Danke für den Zeitungsausschnitt! Das war wohl wirklich die Nummer-1-"Ausrede" der Fahrer... obwohl echtes Bremsversagen abgesehen von den frühen Jahren der Tramway tatsächlich extrem selten war und AFAIR seit den 60ern kein einziger Unfall mehr auf Bremsversagen zurückzuführen war.
Mir gefällt der Ausdruck "Bremsversagen" hier nicht besonders. Wenn wir von der Schienenbremse, die es damals in Wiener Wagen noch kaum gab, absehen, verfügten Triebwagen über zwei Bremsen: Betriebsbremse (oder generatorische Bremse) und Feststellbremse. Letztere war aber, wie der Name schon sagt, nur zum Fixieren des Wagen bei Erreichen des Stillstandes gedacht (d.h., Sicherung gegen Wegrollen). Es bleibt daher nur die generatorische Bremse als Bremsmittel während der Fahrt über (die Sandstreuvorrichtung rechne ich jetzt nicht dazu, weil sie ja eigentlich nur Rädergleiten und - schleudern verhindern soll).

Diese Bremse wird aber durch die Bremsstufen im Fahrschalter aktiviert und schließt - vereinfacht gesprochen - nur die Rotor- und Statorwicklungen der beiden Motoren kreuzweise kurz, wodurch es zum einem Stromfluss (Induktion) kommt.
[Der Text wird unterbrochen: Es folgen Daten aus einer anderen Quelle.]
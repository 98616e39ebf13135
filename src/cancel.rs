//! Cooperative cancellation for load sessions.

use std::sync::atomic::{AtomicBool, Ordering};
use std::sync::Arc;

/// Shared flag for cancelling an in-flight load.
///
/// Clones share the same underlying state: the controller keeps one
/// handle and moves another into the ingestion thread, which polls it
/// between buffer reads. Cancellation is a request, not a preemption —
/// the ingestion loop stops at its next check.
#[derive(Clone, Debug, Default)]
pub struct CancelToken {
    cancelled: Arc<AtomicBool>,
}

impl CancelToken {
    pub fn new() -> Self {
        Self::default()
    }

    /// Request cancellation. Non-blocking; observable from every clone.
    pub fn cancel(&self) {
        self.cancelled.store(true, Ordering::SeqCst);
    }

    pub fn is_cancelled(&self) -> bool {
        self.cancelled.load(Ordering::SeqCst)
    }
}

#[cfg(test)]
mod tests {
    use super::*;
    use std::thread;

    #[test]
    fn test_starts_not_cancelled() {
        assert!(!CancelToken::new().is_cancelled());
    }

    #[test]
    fn test_cancel_is_visible_from_clones() {
        let token = CancelToken::new();
        let other = token.clone();

        other.cancel();

        assert!(token.is_cancelled());
        assert!(other.is_cancelled());
    }

    #[test]
    fn test_cancel_crosses_threads() {
        let token = CancelToken::new();
        let moved = token.clone();

        let handle = thread::spawn(move || {
            moved.cancel();
        });
        handle.join().unwrap();

        assert!(token.is_cancelled());
    }
}
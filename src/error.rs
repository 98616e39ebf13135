//! Load error taxonomy for the viewer engine.
//!
//! Two user-facing failure classes: the source could not be read, or no
//! candidate encoding could decode it. Cancellation is a normal
//! termination path and deliberately has no variant here — it is reported
//! through `LoadState`, never as an error.

use std::fmt;
use std::path::{Path, PathBuf};

/// Error that terminates a load session.
///
/// Clonable so it can be carried inside `LoadState::Failed` after being
/// sent across the ingestion channel.
#[derive(Debug, Clone, PartialEq, Eq)]
pub enum LoadError {
    /// The byte source could not be opened or read.
    Io {
        /// Path of the source, when it has one.
        path: Option<PathBuf>,
        message: String,
    },

    /// No candidate encoding accepted the input.
    ///
    /// The trial list ends in windows-1252, which decodes any byte
    /// sequence, so hitting this is an invariant violation rather than an
    /// ordinary bad-input condition.
    Decode { detail: String },
}

impl LoadError {
    /// Build an `Io` error from a path and the underlying I/O error.
    pub fn io(path: &Path, source: &std::io::Error) -> Self {
        LoadError::Io {
            path: Some(path.to_path_buf()),
            message: source.to_string(),
        }
    }

    /// Build an `Io` error for a source without a path (pipes, memory).
    pub fn io_unnamed(source: &std::io::Error) -> Self {
        LoadError::Io {
            path: None,
            message: source.to_string(),
        }
    }
}

impl fmt::Display for LoadError {
    fn fmt(&self, f: &mut fmt::Formatter<'_>) -> fmt::Result {
        match self {
            LoadError::Io {
                path: Some(path),
                message,
            } => {
                write!(f, "cannot read {}: {}", path.display(), message)
            }
            LoadError::Io {
                path: None,
                message,
            } => {
                write!(f, "cannot read source: {}", message)
            }
            LoadError::Decode { detail } => {
                write!(f, "decode failure (encoding trial exhausted): {}", detail)
            }
        }
    }
}

impl std::error::Error for LoadError {}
Dieser Stromfluss ist dem ursprünglichen Stromfluss entgegengesetzt und bewirkt daher im Motor ein Gegendrehmoment - der Motor wird langsamer. Dieses Gegendrehmoment ist umso höher, je stärker der Stromfluss ist, daher gibt es im Fahrschalter mehrere Bremsstufen, bei denen zunächst etliche Widerstände in den Stromkreis geschaltet sind und dann nach und nach weggeschaltet werden, bis auf der letzten Bremsstufe die Rotor- und Statorwicklungen kurzgeschlossen sind.

Es gibt also keine "richtige" Bremse als eigene Einrichtung - anders als z.B. bei Fahrzeugen mit Druckluftbremse. Daher kann man auch nicht von einem "Bremsversagen" sprechen, denn es gibt keine Einrichtung, die hätte versagen können. Vielmehr dürfte das Problem im Fahrschalter selbst gelegen sein, von dem ich aufgrund des Unfallzeitpunktes davon ausgehe, dass es sich noch um einen Schleifringfahrschalter gehandelt hat, in dem - möglicherweise durch einen lockeren Abgriffarm - ein Kurzschluss und in weiterer Folge ein Lichtbogen entstanden ist, der zu einem "Festfressen" geführt hat, d.h. die Fahrkurbel konnte nicht mehr bewegt und somit nicht mehr auf Bremsstufen geschaltet werden. Die zeitgenössische Beschreibung des Unfallablaufs (Rauch, Feuer aus dem Fahrschalter) unterstützt diese Annahme. Man kann hier also nur von einem Fahrschaltenversagen bzw. einem defekten Fahrschalter als Unfallursache sprechen.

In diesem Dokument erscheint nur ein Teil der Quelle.